Vasculhei todas as minhas gavetas,
percorri todas as ruas,
visitei antigas praças,
penetrei nos bosques e nas cavernas,
caminhei por entre velhos pardieiros,
revi velhas prostitutas,
procurando o perfume de antigos momentos.
Homens desesperançados me pediram uma canção.
Nos espaços vazios deixados pelos amigos mortos
nasceram flores negras e sonhos amputados.
A mulher que devia ser minha se dissolveu como a onda no mar.
E tudo se fez silêncio dentro da noite.
A ponta de um sentimento rasgou o véu do tempo
por onde penetrou um alquimista embriagado.
E espalhou milhares de estrelas no céu interior.
Então eles foram chegando, um a um,
com a liberdade que a Musa lhes deu.
Primeiro o odor das primeiras carícias,
quando a sementes ainda estava seca
e as palavras perdiam o sentido.
Parece que ouço a voz do perfume
Reivindicando seu lugar ao sol
Como o fiel escudeiro Sancho Pança:
Vem comigo, poeta, ainda há tempo de sonhar.
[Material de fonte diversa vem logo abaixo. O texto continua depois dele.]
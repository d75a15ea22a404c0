//! Owner of the authoritative [`ProgressRecord`] for the logged-in identity.
//!
//! ## Session Lifecycle
//!
//! 1. **NoSession** - nobody is logged in; [`ProgressSession::current`] is `None`
//! 2. **Loading** - [`ProgressSession::begin_login`] created a default record;
//!    it is readable and writable while the remote profile is fetched
//! 3. **Ready** - the remote profile was merged (or the fetch failed and the
//!    local record stands)
//!
//! [`ProgressSession::logout`] drops the record and returns to NoSession. A new
//! login simply supersedes the previous record.
//!
//! Consumers that need the record before it is ready take a
//! [`ReadyListener`]. The listener is consumed by [`ReadyListener::wait`], so it
//! fires at most once.

use std::sync::{Arc, Mutex, MutexGuard};

use log::{info, warn};
use tokio::sync::watch;
use tokio::task::JoinHandle;

use crate::logutil::escape_log;
use crate::progress::errors::ProgressError;
use crate::progress::identity::LoadedIdentity;
use crate::progress::remote::RemoteProfileStore;
use crate::progress::types::{Identity, ProgressRecord};
use crate::validation::validate_identity_id;

#[derive(Debug, Clone, PartialEq, Eq)]
pub enum SessionState {
    NoSession,
    Loading(Identity),
    Ready(Identity),
}

impl SessionState {
    pub fn identity(&self) -> Option<&Identity> {
        match self {
            SessionState::NoSession => None,
            SessionState::Loading(identity) | SessionState::Ready(identity) => Some(identity),
        }
    }

    pub fn is_ready(&self) -> bool {
        matches!(self, SessionState::Ready(_))
    }
}

/// One-shot "initialization complete" notification.
pub struct ReadyListener {
    rx: watch::Receiver<SessionState>,
}

impl ReadyListener {
    /// Resolve with the identity of the first Ready state observed, immediately
    /// if the session is already Ready. `None` when the session is dropped first.
    pub async fn wait(mut self) -> Option<Identity> {
        match self.rx.wait_for(|state| state.is_ready()).await {
            Ok(state) => state.identity().cloned(),
            Err(_) => None,
        }
    }
}

pub struct ProgressSession {
    remote: Arc<dyn RemoteProfileStore>,
    state: watch::Sender<SessionState>,
    record: Mutex<Option<ProgressRecord>>,
}

impl ProgressSession {
    pub fn new(remote: Arc<dyn RemoteProfileStore>) -> Self {
        let (state, _) = watch::channel(SessionState::NoSession);
        Self {
            remote,
            state,
            record: Mutex::new(None),
        }
    }

    fn slot(&self) -> MutexGuard<'_, Option<ProgressRecord>> {
        self.record.lock().unwrap_or_else(|poisoned| poisoned.into_inner())
    }

    pub fn state(&self) -> SessionState {
        self.state.borrow().clone()
    }

    pub fn is_ready(&self) -> bool {
        self.state.borrow().is_ready()
    }

    pub fn is_loaded(&self) -> bool {
        self.slot().is_some()
    }

    pub fn identity(&self) -> Option<Identity> {
        self.state.borrow().identity().cloned()
    }

    pub fn ready_listener(&self) -> ReadyListener {
        ReadyListener {
            rx: self.state.subscribe(),
        }
    }

    /// Start a session for `identity` with a default record. The record is
    /// usable immediately; call [`load_remote`](Self::load_remote) to merge the
    /// stored profile.
    pub fn begin_login(&self, identity: Identity) -> Result<(), ProgressError> {
        let id = validate_identity_id(&identity.id)?;
        let identity = Identity::new(&id, identity.role);
        *self.slot() = Some(ProgressRecord::new(&id));
        self.state.send_replace(SessionState::Loading(identity.clone()));
        info!("Session loading for {} '{}'", identity.role, escape_log(&id));
        Ok(())
    }

    /// Fetch and merge the remote profile, then mark the session Ready.
    ///
    /// Remote failures are logged and the local record stays authoritative.
    /// Returns true when a remote record was merged. A logout or a different
    /// login while the fetch was in flight discards the result.
    pub async fn load_remote(&self) -> bool {
        let Some(identity) = self.identity() else {
            return false;
        };

        let merged = match self.remote.fetch(&identity.id).await {
            Ok(remote) => {
                let mut slot = self.slot();
                match slot.as_mut() {
                    Some(record) if record.student_id == identity.id => {
                        record.merge_remote(remote);
                        true
                    }
                    _ => return false,
                }
            }
            Err(e) => {
                warn!(
                    "Remote profile unavailable for '{}': {} (continuing with local progress)",
                    escape_log(&identity.id),
                    e
                );
                false
            }
        };

        if self.identity().as_ref() != Some(&identity) {
            return false;
        }
        self.state.send_replace(SessionState::Ready(identity.clone()));
        info!("Session ready for '{}'", escape_log(&identity.id));
        merged
    }

    pub async fn login(&self, identity: Identity) -> Result<(), ProgressError> {
        self.begin_login(identity)?;
        self.load_remote().await;
        Ok(())
    }

    pub fn logout(&self) {
        *self.slot() = None;
        let previous = self.state.send_replace(SessionState::NoSession);
        if let Some(identity) = previous.identity() {
            info!("Session closed for '{}'", escape_log(&identity.id));
        }
    }

    /// Snapshot of the current record; `None` when nobody is logged in.
    pub fn current(&self) -> Option<ProgressRecord> {
        self.slot().clone()
    }

    pub fn with_record<R>(&self, f: impl FnOnce(&ProgressRecord) -> R) -> Option<R> {
        self.slot().as_ref().map(f)
    }

    pub(crate) fn update<R>(&self, f: impl FnOnce(&mut ProgressRecord) -> R) -> Option<R> {
        self.slot().as_mut().map(f)
    }

    /// Clamped to `[0, 3]`. Returns false when no record is loaded.
    pub fn set_hearts(&self, hearts: i64) -> bool {
        self.update(|record| record.set_hearts(hearts)).is_some()
    }

    /// Negative values become 0. Returns false when no record is loaded.
    pub fn set_score(&self, score: i64) -> bool {
        self.update(|record| record.set_score(score)).is_some()
    }

    pub fn hearts(&self) -> Option<u8> {
        self.with_record(|record| record.hearts)
    }

    pub fn score(&self) -> Option<u64> {
        self.with_record(|record| record.score)
    }

    /// Swap in a fresh default record for the same identity ("new game").
    pub fn reset(&self) -> bool {
        let mut slot = self.slot();
        match slot.as_mut() {
            Some(record) => {
                let mut fresh = ProgressRecord::new(&record.student_id);
                fresh.touch();
                fresh.hearts_updated = fresh.last_updated;
                *record = fresh;
                true
            }
            None => false,
        }
    }

    /// Write the whole record to the remote store.
    pub async fn flush_remote(&self) -> Result<(), ProgressError> {
        let snapshot = self
            .current()
            .ok_or_else(|| ProgressError::NotFound("no progress loaded".to_string()))?;
        self.remote.store(&snapshot).await
    }

    /// Fire-and-forget flush. Failures are logged; the local cache stays
    /// authoritative until the next successful sync.
    pub fn spawn_flush(self: &Arc<Self>) -> JoinHandle<()> {
        let session = Arc::clone(self);
        tokio::spawn(async move {
            if let Err(e) = session.flush_remote().await {
                warn!("Remote profile sync failed: {}", e);
            }
        })
    }
}

impl LoadedIdentity for ProgressSession {
    fn loaded_identity(&self) -> Option<Identity> {
        if !self.is_loaded() {
            return None;
        }
        self.identity()
    }
}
Não sentes o pulsar das árvores?
Não ouves o canto dos cisnes?
Eu sou o que te leva às alturas
E torna as tuas lembranças eternas.
Com braços longos e firmes
construiu abrigo para as palavras
e estendeu um tapete tecido com lágrimas
onde um corpo de mulher dormia.
Um segundo perfume se derramou no ar:
era o aroma inconfundível dos risos fáceis
que tornavam as manhãs radiosas
e os rios cristalinos.
A vida explodia a três por quatro nos becos,
nos campos, nos bosques, nas matas,
nos leitos, nas moitas, nos sonhos.
E o cheiro de tudo ficava na alma.
O bolor acre de fraternos abraços
ressuscitou a alegria de saber-se amado,
debaixo de lençóis encardidos
a mão tinha um gosto de mulher,
até que um dia um olor diferente
se uniu com o vento para confabular
sobre paixão, desejo e imortalidade.
O incenso de jasmim traz velhas sepulturas,
mas elas fazem a vida tremular
nas pontas dos dedos e nos lábios de um cantor,
anunciando, gritando, clamando,
que mais do que nunca é preciso cultivar
o perfume que brota do seio da vida.